Manzar A*, une femme déplacée de 81 ans, qui vit dans un dortoir, a déclaré à Amnesty International : « C’est comme une prison ici, il n’y a pas d’air [...] Je ne peux pas descendre pour acheter à manger. Je ne peux pas sortir. S’il le faut vraiment, je dois demander à des gens de m’aider. »

Amnesty International a également parlé à des personnes âgées qui ont déclaré qu’elles n’avaient quasiment pas d’opportunités professionnelles, ou se sentaient exclues des conversations sur les réinstallations.

Famil M*, 71 ans, a déclaré : « Actuellement, je ne fais rien d’autre qu’attendre [...] Soixante-dix ans ce n’est rien, je ne me sens pas vieux et je suis en pleine forme.
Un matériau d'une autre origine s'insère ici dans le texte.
#[cfg(test)]
mod tests {
    use super::*;

    const CASH: &str = "CASH_EUR";

    fn consistent_summary() -> QuarterSummary {
        let mut flows = HashMap::new();
        flows.insert("ISIN-A".to_string(), Decimal::ZERO);
        flows.insert(CASH.to_string(), dec!(-10));
        QuarterSummary {
            portfolio_start_value: dec!(150),
            portfolio_end_value: dec!(150),
            net_inflow_outflow: dec!(-10),
            flow_per_asset: flows,
            return_in_cash: dec!(10),
            cumulative_performance: dec!(0.07),
            interest_paid: Decimal::ZERO,
            accrued_interest: Decimal::ZERO,
            asset_container_id: "depot-1".to_string(),
            last_sell_date: None,
            ptf_before_last_sell: None,
            flow_before_last_sell: None,
        }
    }

    fn consistent_overview() -> Vec<OverviewEntry> {
        vec![
            OverviewEntry {
                asset_id: "ISIN-A".to_string(),
                start_total_value: dec!(100),
                end_total_value: dec!(110),
            },
            OverviewEntry {
                asset_id: CASH.to_string(),
                start_total_value: dec!(50),
                end_total_value: dec!(40),
            },
        ]
    }

    #[test]
    fn fully_consistent_data_yields_nothing_to_report() {
        let result = reconcile(&consistent_summary(), &consistent_overview(), CASH, "u1");
        assert!(result.unwrap().is_none());
    }

    #[test]
    fn unbalanced_revenue_fails_revenue_per_asset_check() {
        let mut summary = consistent_summary();
        summary.return_in_cash = dec!(11);
        let checks = reconcile(&summary, &consistent_overview(), CASH, "u1")
            .unwrap()
            .expect("one invalid check expected");
        assert!(!checks.revenue_per_asset_valid);
        assert!(!checks.transaction_and_revenue_valid);
        assert!(checks.cash_component_valid);
        assert!(checks.start_values_valid);
    }

    #[test]
    fn rounding_is_half_up_on_both_sides() {
        // assetsBalance 10.004 -> 10.00 cancels returnInCash -9.995 -> -10.00.
        let mut flows = HashMap::new();
        flows.insert("ISIN-A".to_string(), dec!(10.004));
        flows.insert(CASH.to_string(), Decimal::ZERO);
        let mut summary = consistent_summary();
        summary.flow_per_asset = flows;
        summary.return_in_cash = dec!(-9.995);
        summary.portfolio_start_value = Decimal::ZERO;
        summary.portfolio_end_value = Decimal::ZERO;
        summary.net_inflow_outflow = dec!(9.995);
        summary.cumulative_performance = Decimal::ZERO;

        // Check six sums the rounded flow (10.00) with the raw return in
        // cash (-9.995), so it trips here; the revenue check rounds both
        // sides and cancels exactly.
        let checks = reconcile(&summary, &[], CASH, "u1").unwrap().unwrap();
        assert!(checks.revenue_per_asset_valid);
        assert!(!checks.transaction_and_revenue_valid);

        // With returnInCash -9.00 the balance no longer cancels out.
        summary.return_in_cash = dec!(-9.00);
        let checks = reconcile(&summary, &[], CASH, "u1").unwrap().unwrap();
        assert!(!checks.revenue_per_asset_valid);
    }

    #[test]
    fn cash_component_mismatch_is_detected() {
        let mut overview = consistent_overview();
        overview[1].end_total_value = dec!(45);
        let checks = reconcile(&consistent_summary(), &overview, CASH, "u1")
            .unwrap()
            .unwrap();
        assert!(!checks.cash_component_valid);
    }

    #[test]
    fn missing_cash_flow_entry_is_a_user_error() {
        let mut summary = consistent_summary();
        summary.flow_per_asset.remove(CASH);
        let result = reconcile(&summary, &consistent_overview(), CASH, "u1");
        assert!(matches!(
            result,
            Err(QuarterError::MissingCashComponent(_))
        ));
    }

    #[test]
    fn revenue_magnitude_bound_is_inclusive() {
        let mut summary = consistent_summary();
        summary.cumulative_performance = dec!(0.10);
        let checks = reconcile(&summary, &consistent_overview(), CASH, "u1").unwrap();
        assert!(checks.is_none());

        summary.cumulative_performance = dec!(-0.101);
        let checks = reconcile(&summary, &consistent_overview(), CASH, "u1")
            .unwrap()
            .unwrap();
        assert!(!checks.revenue_magnitude_valid);
    }

    #[test]
    fn last_sell_values_take_precedence_when_present() {
        // A sell mid-quarter: the end-side checks compare against the state
        // right before the sell instead of the quarter end.
        let mut summary = consistent_summary();
        summary.ptf_before_last_sell = Some(dec!(150));
        summary.flow_before_last_sell = Some(dec!(-10));
        summary.portfolio_end_value = dec!(60);
        summary.net_inflow_outflow = dec!(-100);
        let result = reconcile(&summary, &consistent_overview(), CASH, "u1").unwrap();
        assert!(result.is_none());
    }

    #[test]
    fn start_value_mismatch_is_detected() {
        let mut summary = consistent_summary();
        summary.portfolio_start_value = dec!(151);
        let checks = reconcile(&summary, &consistent_overview(), CASH, "u1")
            .unwrap()
            .unwrap();
        assert!(!checks.start_values_valid);
        // A shifted start value also unbalances the transaction equation.
        assert!(!checks.transaction_and_revenue_valid);
    }

    // ===== validator pipeline =====

    struct MockQuarterData {
        creation_date: NaiveDate,
        has_buys: bool,
        summary: QuarterSummary,
        overview: Vec<OverviewEntry>,
    }

    impl QuarterDataTrait for MockQuarterData {
        fn portfolio_creation_date(
            &self,
            _user: &UserRef,
            _start_date: NaiveDate,
        ) -> Result<NaiveDate, QuarterError> {
            Ok(self.creation_date)
        }

        fn has_buy_transactions(&self, _user: &UserRef) -> Result<bool, QuarterError> {
            Ok(self.has_buys)
        }

        fn summary(
            &self,
            _user: &UserRef,
            _start_date: NaiveDate,
            _end_date: NaiveDate,
            _portfolio_creation_date: NaiveDate,
        ) -> Result<QuarterSummary, QuarterError> {
            Ok(self.summary.clone())
        }

        fn overview(
            &self,
            _user: &UserRef,
            _start_date: NaiveDate,
            _end_date: NaiveDate,
            _portfolio_creation_date: NaiveDate,
        ) -> Result<Vec<OverviewEntry>, QuarterError> {
            Ok(self.overview.clone())
        }
    }

    fn tenant() -> TenantContext {
        TenantContext {
            id: "t1".to_string(),
            name: "Tenant One".to_string(),
            reconcile_concurrency: 2,
        }
    }

    fn date(y: i32, m: u32, d: u32) -> NaiveDate {
        NaiveDate::from_ymd_opt(y, m, d).unwrap()
    }

    #[test]
    fn portfolio_created_after_quarter_end_is_skipped() {
        let provider = MockQuarterData {
            creation_date: date(2024, 7, 10),
            has_buys: true,
            summary: consistent_summary(),
            overview: consistent_overview(),
        };
        let tenant = tenant();
        let validator = UserQuarterValidator::new(
            &provider,
            &tenant,
            CASH,
            date(2024, 4, 1),
            date(2024, 6, 30),
        );
        let user = UserRef::new("u1", "t1");
        assert!(validator.validate(&user).unwrap().is_none());
    }

    #[test]
    fn user_without_buy_transactions_raises_no_data() {
        let provider = MockQuarterData {
            creation_date: date(2024, 1, 2),
            has_buys: false,
            summary: consistent_summary(),
            overview: consistent_overview(),
        };
        let tenant = tenant();
        let validator = UserQuarterValidator::new(
            &provider,
            &tenant,
            CASH,
            date(2024, 4, 1),
            date(2024, 6, 30),
        );
        let user = UserRef::new("u1", "t1");
        assert!(matches!(
            validator.validate(&user),
            Err(QuarterError::NoData(_))
        ));
    }

    #[test]
    fn invalid_data_produces_a_row_with_tenant_label_and_period() {
        let mut summary = consistent_summary();
        summary.cumulative_performance = dec!(0.25);
        let provider = MockQuarterData {
            creation_date: date(2024, 1, 2),
            has_buys: true,
            summary,
            overview: consistent_overview(),
        };
        let tenant = tenant();
        let validator = UserQuarterValidator::new(
            &provider,
            &tenant,
            CASH,
            date(2024, 4, 1),
            date(2024, 6, 30),
        );
        let user = UserRef::new("u1", "t1");
        let row = validator.validate(&user).unwrap().expect("row expected");
        assert_eq!(row.user_id, "u1");
        assert_eq!(row.context, "Tenant One");
        assert_eq!(row.start_date, date(2024, 4, 1));
        assert!(!row.checks.revenue_magnitude_valid);
        assert!(row.checks.revenue_per_asset_valid);
        // The raw per-asset flow map is not part of the row.
        let json = serde_json::to_value(&row).unwrap();
        assert!(json.get("flowPerAsset").is_none());
    }
}
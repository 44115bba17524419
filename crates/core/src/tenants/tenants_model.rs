//! Tenant domain models.

use serde::{Deserialize, Serialize};

/// Owning scope (organization/application) all data and report jobs are
/// partitioned by.
#[derive(Debug, Clone, Serialize, Deserialize, PartialEq, Eq)]
#[serde(rename_all = "camelCase")]
pub struct TenantContext {
    pub id: String,
    /// Human-readable label, included in quarter validation rows.
    pub name: String,
    /// Worker-pool degree for the per-user reconciliation fan-out.
    pub reconcile_concurrency: usize,
}
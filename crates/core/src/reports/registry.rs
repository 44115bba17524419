//! Enum-keyed registry mapping report types to their generators.

use std::collections::HashMap;
use std::sync::Arc;

use crate::errors::Result;
use crate::reports::{ReportError, ReportGenerator, ReportType};

/// Built once at startup; lookup never involves runtime reflection.
#[derive(Default)]
pub struct ReportRegistry {
    generators: HashMap<ReportType, Arc<dyn ReportGenerator>>,
}

impl ReportRegistry {
    pub fn new() -> Self {
        ReportRegistry {
            generators: HashMap::new(),
        }
    }

    pub fn register(
        mut self,
        report_type: ReportType,
        generator: Arc<dyn ReportGenerator>,
    ) -> Self {
        self.generators.insert(report_type, generator);
        self
    }

    pub fn get(&self, report_type: ReportType) -> Result<Arc<dyn ReportGenerator>> {
        self.generators
            .get(&report_type)
            .cloned()
            .ok_or_else(|| ReportError::UnregisteredType(report_type.to_string()).into())
    }

    pub fn len(&self) -> usize {
        self.generators.len()
    }

    pub fn is_empty(&self) -> bool {
        self.generators.is_empty()
    }
}
//! Date helpers shared by the reporters: canonical formats, fiscal quarter
//! resolution, and the optional date-range filter used by the list reports.

use chrono::{DateTime, Datelike, NaiveDate, Utc};

use crate::errors::{Result, ValidationError};

/// Canonical short date format used in report rows and input parameters.
pub const DATE_FORMAT_SHORT: &str = "%Y-%m-%d";

/// Canonical timestamp format used for record creation/modification times.
pub const DATETIME_FORMAT: &str = "%Y-%m-%d %H:%M:%S";

pub fn format_date_short(date: NaiveDate) -> String {
    date.format(DATE_FORMAT_SHORT).to_string()
}

pub fn format_date_long(instant: DateTime<Utc>) -> String {
    instant.format(DATETIME_FORMAT).to_string()
}

pub fn parse_date_short(input: &str) -> Result<NaiveDate> {
    Ok(NaiveDate::parse_from_str(input, DATE_FORMAT_SHORT)?)
}

/// Resolves any date to the [start, end] of its enclosing fiscal quarter.
pub fn quarter_bounds(date: NaiveDate) -> (NaiveDate, NaiveDate) {
    let quarter = (date.month0()) / 3;
    let start_month = quarter * 3 + 1;
    let year = date.year();

    // Month values are derived from a valid date, so construction cannot fail.
    let start = NaiveDate::from_ymd_opt(year, start_month, 1).unwrap();
    let next_quarter_start = if start_month == 10 {
        NaiveDate::from_ymd_opt(year + 1, 1, 1).unwrap()
    } else {
        NaiveDate::from_ymd_opt(year, start_month + 3, 1).unwrap()
    };
    let end = next_quarter_start.pred_opt().unwrap();

    (start, end)
}

/// Optional period boundaries used to filter list reports by record date.
#[derive(Debug, Clone, Copy, Default, PartialEq, Eq)]
pub struct DateRange {
    pub start: Option<NaiveDate>,
    pub end: Option<NaiveDate>,
}

impl DateRange {
    /// Builds a range, rejecting boundaries in the wrong order.
    pub fn new(start: Option<NaiveDate>, end: Option<NaiveDate>) -> Result<Self> {
        if let (Some(s), Some(e)) = (start, end) {
            if s > e {
                return Err(ValidationError::InvalidDateRange(format!(
                    "start {} is after end {}",
                    s, e
                ))
                .into());
            }
        }
        Ok(DateRange { start, end })
    }

    pub fn unbounded() -> Self {
        DateRange::default()
    }

    pub fn contains(&self, date: NaiveDate) -> bool {
        if let Some(start) = self.start {
            if date < start {
                return false;
            }
        }
        if let Some(end) = self.end {
            if date > end {
                return false;
            }
        }
        true
    }
}

#[cfg(test)]
mod tests {
    use super::*;

    fn d(y: i32, m: u32, day: u32) -> NaiveDate {
        NaiveDate::from_ymd_opt(y, m, day).unwrap()
    }

    #[test]
    fn quarter_bounds_resolves_enclosing_period() {
        assert_eq!(quarter_bounds(d(2024, 2, 15)), (d(2024, 1, 1), d(2024, 3, 31)));
        assert_eq!(quarter_bounds(d(2024, 4, 1)), (d(2024, 4, 1), d(2024, 6, 30)));
        assert_eq!(quarter_bounds(d(2024, 9, 30)), (d(2024, 7, 1), d(2024, 9, 30)));
        assert_eq!(quarter_bounds(d(2024, 12, 31)), (d(2024, 10, 1), d(2024, 12, 31)));
    }

    #[test]
    fn quarter_bounds_handles_leap_february() {
        assert_eq!(quarter_bounds(d(2024, 1, 1)).1, d(2024, 3, 31));
        assert_eq!(quarter_bounds(d(2023, 2, 28)), (d(2023, 1, 1), d(2023, 3, 31)));
    }

    #[test]
    fn date_range_rejects_inverted_boundaries() {
        assert!(DateRange::new(Some(d(2024, 5, 1)), Some(d(2024, 4, 1))).is_err());
        assert!(DateRange::new(Some(d(2024, 4, 1)), Some(d(2024, 4, 1))).is_ok());
    }

    #[test]
    fn date_range_contains_respects_open_boundaries() {
        let range = DateRange::new(Some(d(2024, 1, 1)), None).unwrap();
        assert!(range.contains(d(2024, 6, 1)));
        assert!(!range.contains(d(2023, 12, 31)));

        let unbounded = DateRange::unbounded();
        assert!(unbounded.contains(d(1999, 1, 1)));
    }

    #[test]
    fn parses_and_formats_short_dates() {
        let date = parse_date_short("2024-03-07").unwrap();
        assert_eq!(date, d(2024, 3, 7));
        assert_eq!(format_date_short(date), "2024-03-07");
        assert!(parse_date_short("07.03.2024").is_err());
    }
}
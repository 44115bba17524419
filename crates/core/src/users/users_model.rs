//! User domain models.

use serde::{Deserialize, Serialize};

/// Opaque reference to a user within a tenant.
#[derive(Debug, Clone, Serialize, Deserialize, PartialEq, Eq, Hash)]
#[serde(rename_all = "camelCase")]
pub struct UserRef {
    pub id: String,
    pub tenant_id: String,
}

impl UserRef {
    pub fn new(id: impl Into<String>, tenant_id: impl Into<String>) -> Self {
        UserRef {
            id: id.into(),
            tenant_id: tenant_id.into(),
        }
    }
}
//! Orders report: every order whose value date falls in the requested
//! period.

use std::sync::Arc;

use crate::constants::MSG_NO_ORDERS;
use crate::errors::Result;
use crate::orders::{OrderRow, OrderStoreTrait};
use crate::reports::{
    ReportError, ReportGenerator, ReportOutcome, ReportParams, ReportRequest, ReportType,
};
use crate::utils::time_utils::DateRange;

pub struct OrdersGenerator {
    orders: Arc<dyn OrderStoreTrait>,
}

impl OrdersGenerator {
    pub fn new(orders: Arc<dyn OrderStoreTrait>) -> Self {
        OrdersGenerator { orders }
    }
}

impl ReportGenerator for OrdersGenerator {
    fn execute(&self, request: &ReportRequest) -> Result<ReportOutcome> {
        let ReportParams::Orders {
            start_date,
            end_date,
        } = &request.params
        else {
            return Err(ReportError::ParamsMismatch(ReportType::Orders.to_string()).into());
        };

        let value_date = DateRange::new(*start_date, *end_date)?;
        let orders = self.orders.orders(&request.tenant.id, &value_date)?;
        if orders.is_empty() {
            return Ok(ReportOutcome::Empty(MSG_NO_ORDERS.to_string()));
        }

        let mut rows: Vec<OrderRow> = orders.iter().map(OrderRow::from).collect();
        rows.sort_by(|a, b| a.user_id.cmp(&b.user_id));
        Ok(ReportOutcome::Ready(serde_json::to_value(rows)?))
    }
}
//! Recurrent-orders report: standing orders created in the requested period,
//! optionally filtered by direct-debit and period-finished flags.

use std::sync::Arc;

use crate::constants::MSG_NO_RECURRENT_ORDERS;
use crate::errors::Result;
use crate::orders::{RecurrentOrderRow, RecurrentOrderStoreTrait};
use crate::reports::{
    ReportError, ReportGenerator, ReportOutcome, ReportParams, ReportRequest, ReportType,
};
use crate::utils::time_utils::DateRange;

pub struct RecurrentOrdersGenerator {
    recurrent_orders: Arc<dyn RecurrentOrderStoreTrait>,
}

impl RecurrentOrdersGenerator {
    pub fn new(recurrent_orders: Arc<dyn RecurrentOrderStoreTrait>) -> Self {
        RecurrentOrdersGenerator { recurrent_orders }
    }
}

impl ReportGenerator for RecurrentOrdersGenerator {
    fn execute(&self, request: &ReportRequest) -> Result<ReportOutcome> {
        let ReportParams::RecurrentOrders {
            start_date,
            end_date,
            direct_debit,
            period_finished,
        } = &request.params
        else {
            return Err(
                ReportError::ParamsMismatch(ReportType::RecurrentOrders.to_string()).into(),
            );
        };

        let created = DateRange::new(*start_date, *end_date)?;
        let orders = self.recurrent_orders.recurrent_orders(
            &request.tenant.id,
            &created,
            *direct_debit,
            *period_finished,
        )?;
        if orders.is_empty() {
            return Ok(ReportOutcome::Empty(MSG_NO_RECURRENT_ORDERS.to_string()));
        }

        let mut rows: Vec<RecurrentOrderRow> =
            orders.iter().map(RecurrentOrderRow::from).collect();
        rows.sort_by(|a, b| a.user_id.cmp(&b.user_id));
        Ok(ReportOutcome::Ready(serde_json::to_value(rows)?))
    }
}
Mais toutes les entreprises me disent que je suis trop âgé. »

Malik C*, 67 ans, a déclaré : « J’ai l’impression que mon opinion n’est pas entendue parce que je ne participe plus à rien maintenant. En tant que retraité, je passe la plupart de mes journées dans le jardin. Personne ne connaît [mon village] mieux que moi, mais la stratégie est élaborée par des gens de Bakou. »

Amnesty International demande au gouvernement azerbaïdjanais de veiller à ce que tout processus de retour respecte pleinement les droits et besoins de personnes âgées très diverses, parmi lesquelles des femmes ainsi que des personnes handicapées, et à ce que toutes les personnes âgées soient véritablement associées aux décisions liées aux retours et reçoivent des informations qui soient transparentes et accessibles, afin qu’elles puissent prendre des décisions éclairées et volontaires.

« Toutes les personnes déplacées ont le droit de retourner chez elles dans la dignité et en toute sécurité, et les risques concernant spécifiquement les personnes âgées doivent être pris en considération. Les autorités azerbaïdjanaises doivent garantir qu’elles aient accès à des logements adaptés et puissent gagner leur vie sur la base d’une égalité avec les autres », a déclaré Laura Mills.

« La destruction de biens de caractère civil et la saisie de biens immobiliers civils par les forces arméniennes, ainsi que leur large utilisation de mines terrestres, violent le droit international humanitaire. Non seulement ces violations continuent à compromettre le droit au retour des personnes déplacées, mais elles représentent aussi un obstacle sérieux aux efforts de l’Azerbaïdjan visant à réinstaller les populations déplacées dans les régions touchées par le conflit. »

Méthodologie et informations complémentaires

Pour ce rapport, intitulé Last to Flee : Older People’s Experience of War Crimes and Displacement in the Nagorno-Karabakh Conflict, Amnesty International a recueilli les propos de 69 personnes, et notamment de 42 personnes âgées (22 femmes et 20 hommes, âgés de 60 à 90 ans). L’organisation a choisi un groupe représentatif de la diversité de cette population, en termes d’âge, de genre et de handicaps.

Pour le rapport intitulé « Life in a Box » : Older People’s Experiences of Displacement and Prospects for Return in Azerbaijan, Amnesty International s’est entretenue avec 40 personnes âgées déplacées - 23 hommes et 17 femmes - qui avaient de 58 à 88 ans.

Le droit international ne donne aucune définition spécifique de ce qu’est une personne âgée. Si l’âge chronologique est souvent utilisé comme référence, cela ne pas toujours de savoir si une personne est exposée à des risques généralement associés au grand âge. Face à cette question, Amnesty International privilégie une démarche adaptée au contexte, comme le préconise le Haut-Commissariat aux droits de l’homme des Nations unies.

Amnesty International ne se prononce pas sur le conflit relatif au territoire du Haut-Karabakh, mais souligne que toutes les personnes déplacées ont le droit de retourner chez elles dans la dignité et en toute sécurité.